Strumento di pagamento fra i più diffusi in Italia, la carta di credito a saldo è solitamente legata all’apertura presso la banca emittente di un conto corrente (definito conto di appoggio), sul quale vengono addebitate in un’unica soluzione, nel giorno stabilito da contratto, le somme spese tramite carta nel corso del mese precedente.

Le carte di credito a saldo sono anche quelle che offrono maggiori garanzie alla banca, che comunque associa alla carta un fido, definito plafond, che rappresenta l’importo massimo mensile spendibile dal cliente.

La Carta di Credito Revolving

Diversamente dalle tradizionali carte di credito a saldo, le carte revolving non prevedono l’addebito delle somme spese su un conto corrente, ma sono invece associate a una linea di credito stabilita dalla banca. Più che di strumento di pagamento, si può parlare pertanto di strumento di finanziamento.

La restituzione degli importi prevede infatti un tasso di interesse e può avvenire in forma rateale o con un unico rimborso, a discrezione del cliente. Valuta con attenzione tutte le caratteristiche delle carte di credito revolving qui proposte e scegli la più vantaggiosa per te.

La Carta di Credito con Conto corrente

Le carte di credito classiche sono associate a un conto corrente d’appoggio aperto presso la banca che emette la carta: su questo conto vengono addebitate di mese in mese le somme che, nel corso del mese precedente, sono state spese dal cliente utilizzando la carta.

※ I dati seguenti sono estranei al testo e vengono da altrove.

//! Error handling for the whole crate.
//!
//! Every fallible operation returns [`Error`]. Its variants correspond to the
//! failure categories callers act on: bad setup, bad input data, bad wire
//! payloads, backend failures, and expired deadlines. [`ErrorKind`] is the
//! payload-free tag used on the HTTP surface.

use serde::{Deserialize, Serialize};
use std::time::Duration;
use thiserror::Error;

/// Crate error type
#[derive(Debug, Error)]
pub enum Error {
    /// Invalid parameters or an inconsistent setup.
    #[error("configuration error: {0}")]
    Configuration(String),

    /// Malformed reference data or embeddings.
    #[error("data format error: {0}")]
    DataFormat(String),

    /// Undecodable or mismatched wire payloads.
    #[error("protocol error: {0}")]
    Protocol(String),

    /// A homomorphic operation failed.
    #[error("evaluation error: {0}")]
    Evaluation(String),

    /// Evaluation was cancelled or ran past its deadline.
    #[error("evaluation cancelled after {0:?}")]
    DeadlineExceeded(Duration),
}

/// Failure category of an [`Error`]
#[derive(Debug, Clone, Copy, PartialEq, Eq, Serialize, Deserialize)]
#[serde(rename_all = "snake_case")]
pub enum ErrorKind {
    Configuration,
    DataFormat,
    Protocol,
    Evaluation,
    DeadlineExceeded,
}

impl Error {
    /// Category of this error
    pub fn kind(&self) -> ErrorKind {
        match self {
            Error::Configuration(_) => ErrorKind::Configuration,
            Error::DataFormat(_) => ErrorKind::DataFormat,
            Error::Protocol(_) => ErrorKind::Protocol,
            Error::Evaluation(_) => ErrorKind::Evaluation,
            Error::DeadlineExceeded(_) => ErrorKind::DeadlineExceeded,
        }
    }
}

impl std::fmt::Display for ErrorKind {
    fn fmt(&self, f: &mut std::fmt::Formatter<'_>) -> std::fmt::Result {
        let name = match self {
            ErrorKind::Configuration => "configuration",
            ErrorKind::DataFormat => "data_format",
            ErrorKind::Protocol => "protocol",
            ErrorKind::Evaluation => "evaluation",
            ErrorKind::DeadlineExceeded => "deadline_exceeded",
        };
        f.write_str(name)
    }
}

impl From<bincode::Error> for Error {
    fn from(err: bincode::Error) -> Self {
        Error::Protocol(err.to_string())
    }
}

impl From<csv::Error> for Error {
    fn from(err: csv::Error) -> Self {
        Error::DataFormat(err.to_string())
    }
}

/// Result type for crate operations
pub type Result<T> = std::result::Result<T, Error>;

/// Create an [`Error`] of the given variant with format string support
macro_rules! err {
    ($kind:ident, $($arg:tt)*) => {
        $crate::error::Error::$kind(format!($($arg)*))
    };
}

pub(crate) use err;

#[cfg(test)]
mod tests {
    use super::*;

    #[test]
    fn test_kind_matches_variant() {
        assert_eq!(
            err!(Protocol, "bad {}", "payload").kind(),
            ErrorKind::Protocol
        );
        assert_eq!(
            Error::DeadlineExceeded(Duration::from_millis(5)).kind(),
            ErrorKind::DeadlineExceeded
        );
    }

    #[test]
    fn test_bincode_errors_are_protocol_errors() {
        let decoded: std::result::Result<Vec<u64>, _> = bincode::deserialize(&[1, 2, 3]);
        let err: Error = decoded.unwrap_err().into();
        assert_eq!(err.kind(), ErrorKind::Protocol);
    }

    #[test]
    fn test_display_includes_message() {
        let err = err!(DataFormat, "row {} has {} columns", 3, 7);
        assert_eq!(err.to_string(), "data format error: row 3 has 7 columns");
        assert_eq!(ErrorKind::DataFormat.to_string(), "data_format");
    }
}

Fra le caratteristiche collegate alla carta e importanti da valutare in sede di confronto vi sono: l’eventuale canone annuo; il plafond mensile, cioè la somma massima spendibile; i massimali e le commissioni di prelievo. In questa pagina puoi confrontare alcune fra le più valide soluzioni di carta di credito con conto corrente del mercato.

La Carta di Credito senza Conto corrente

Il conto corrente non è necessario per avere una carta di credito. Le banche mettono infatti a disposizione soluzioni di diverso genere, come le carte prepagate o ricaricabili e le carte revolving, che non prevedono l’apertura del classico conto di appoggio per l’addebito delle somme: le prepagate possono essere ricaricate in ogni momento dal cliente, che dunque ha a disposizione esattamente la cifra caricata sulla carta; le revolving sono invece associate a una linea di credito, cioè la disponibilità economica garantita dalla banca al cliente, che rimborserà il debito a rate o in soluzione unica.